I find it's not just the people around me who are part of the (imagined) conspiracy. My own emotions start to work on me too. Like, "What kind of mean doctor are you, that you don't care about this patient crisis?" or "This patient is not an abuser" or "Don't you realize your staff are just trying to help? Show your appreciation by stopping what you are doing and giving them a response. Don't lose their trust because you are annoyed."

It took me some time to realize that I wasn't annoyed because I didn't want to help my patients. I also appreciate having staff to help me with my patients. I realized the reason I was annoyed was because there was no structured system in place to organize my staff's work, so that they could actually be helpful.

Improvised Care: The Elephant in the Room

Introducing some sort of guidance or policy for my staff as to when or how to message me in the face of these aberrant behaviors seemed doomed from the start. Every curve ball thrown at our clinic by our patients was a new twist—and nearly every response was ad hoc and improvised. Sometimes I would end up replacing medications; sometimes I would not.

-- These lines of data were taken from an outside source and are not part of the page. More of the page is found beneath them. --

//! Config file discovery and loading.

use std::fs;
use std::path::{Path, PathBuf};
use thiserror::Error;
use tracing::debug;
use zbackup_engine::{BackupConfig, BackupError};

/// Errors raised while loading the config file.
#[derive(Error, Debug)]
pub enum ConfigError {
    /// No `--config` given and the platform has no config directory.
    #[error("no config directory on this platform; pass --config")]
    NoConfigDir,

    /// The file could not be read.
    #[error("failed to read config {path}: {error}")]
    Read {
        /// File that was read.
        path: PathBuf,
        /// Underlying error.
        error: std::io::Error,
    },

    /// The file is not valid config JSON.
    #[error("failed to parse config {path}: {error}")]
    Parse {
        /// File that was parsed.
        path: PathBuf,
        /// Underlying error.
        error: serde_json::Error,
    },

    /// The config parsed but cannot drive a replication.
    #[error(transparent)]
    Invalid(#[from] BackupError),
}

/// Default config location: `<config dir>/zbackup/config.json`.
pub fn default_path() -> Result<PathBuf, ConfigError> {
    dirs::config_dir()
        .map(|dir| dir.join("zbackup").join("config.json"))
        .ok_or(ConfigError::NoConfigDir)
}

/// Reads and validates the config at `path`.
pub fn load(path: &Path) -> Result<BackupConfig, ConfigError> {
    debug!(path = %path.display(), "loading config");
    let raw = fs::read_to_string(path).map_err(|error| ConfigError::Read {
        path: path.to_path_buf(),
        error,
    })?;
    let config: BackupConfig = serde_json::from_str(&raw).map_err(|error| ConfigError::Parse {
        path: path.to_path_buf(),
        error,
    })?;
    config.validate()?;
    Ok(config)
}

/// Loads `explicit` if given, otherwise the default location.
pub fn resolve(explicit: Option<&Path>) -> Result<BackupConfig, ConfigError> {
    match explicit {
        Some(path) => load(path),
        None => load(&default_path()?),
    }
}

#[cfg(test)]
mod tests {
    use super::*;
    use tempfile::TempDir;

    fn write(dir: &TempDir, contents: &str) -> PathBuf {
        let path = dir.path().join("config.json");
        fs::write(&path, contents).unwrap();
        path
    }

    #[test]
    fn loads_config_file() {
        let dir = TempDir::new().unwrap();
        let path = write(&dir, r#"{"zfs_pool":"tank","zfs_backup_pool":"usb/tank"}"#);

        let config = resolve(Some(&path)).unwrap();
        assert_eq!(config.primary, "tank");
        assert_eq!(config.backup, "usb/tank");
    }

    #[test]
    fn missing_file_is_a_read_error() {
        let dir = TempDir::new().unwrap();
        let err = load(&dir.path().join("absent.json")).unwrap_err();
        assert!(matches!(err, ConfigError::Read { .. }));
    }

    #[test]
    fn malformed_json_is_a_parse_error() {
        let dir = TempDir::new().unwrap();
        let path = write(&dir, r#"{"zfs_pool": "tank""#);
        assert!(matches!(load(&path), Err(ConfigError::Parse { .. })));
    }

    #[test]
    fn same_pool_twice_is_invalid() {
        let dir = TempDir::new().unwrap();
        let path = write(&dir, r#"{"zfs_pool":"tank","zfs_backup_pool":"tank"}"#);
        assert!(matches!(load(&path), Err(ConfigError::Invalid(_))));
    }

    #[test]
    fn default_path_ends_with_app_dir() {
        if let Ok(path) = default_path() {
            assert!(path.ends_with("zbackup/config.json"));
        }
    }
}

When certain patients reported a compromise to their medication supply, I felt compelled to respond right away with deep concern. Others I perceived as "abusers." This was the category of patients whom I didn't want disrupting my day, or my scheduled appointments. However, there was no way to codify this with support staff, nor would I really want to.

I ultimately determined that one of the biggest issues was the ease of getting my attention, and the lack of actionable information that went along with that. The patient could merely call and leave a message suggesting that there was a circumstance that compromised their medication supply (then "just add drama"). Some minutes later, a communication was given to me, typically minus sufficient information to understand the scope of the circumstance, or to follow through with any diligence.

I realized that some standard questions typically came to mind for me right away, as I tried to better understand what was being requested of me. Without this information, a highly inefficient back-and-forth communication among me, my staff, and the patient might take place. The painful exchange above, vintage 2005, is an example of that.

The solution that emerged from that turned out to be a simple form. Whenever a patient was making an unexpected request to replace medications, I told my staff I didn't want to hear about it until a form was completed in the patient's own handwriting.

Use of the form provided no guarantee that the medication would be replaced. Rather, it simply required the patient give me some basic information that I may need to define action steps; this included the pharmacy where they last filled their prescription, the date, what they are asking me to do about it, and why they think that is reasonable. If it involved someone else taking their medication, I asked them to identify that person, and the form reminded them that transferring possession of a scheduled medication from one person to another for consumption or resale was a violation of federal law.

If they took more medication than authorized, there was a check box for that. There are 16,000 unintended deaths each year from prescription opioid overdose. Not good.

At first, my staff didn't entirely understand, so I would continue to get interrupted with crises. I calmly reminded them about the new form, and that I wasn't going to address requests for controlled medications because they had been lost or stolen unless the patient first filled out the form. I suppose I should have expected it, but as a result of requesting the form, I experienced a precipitous drop in the number of requests to replace medication.

I actually had to change the process quite soon after that, so that staff would document at least something of what the patients said on the phone before they declined to fill out the form. This saved the front desk staff a lot of time, too.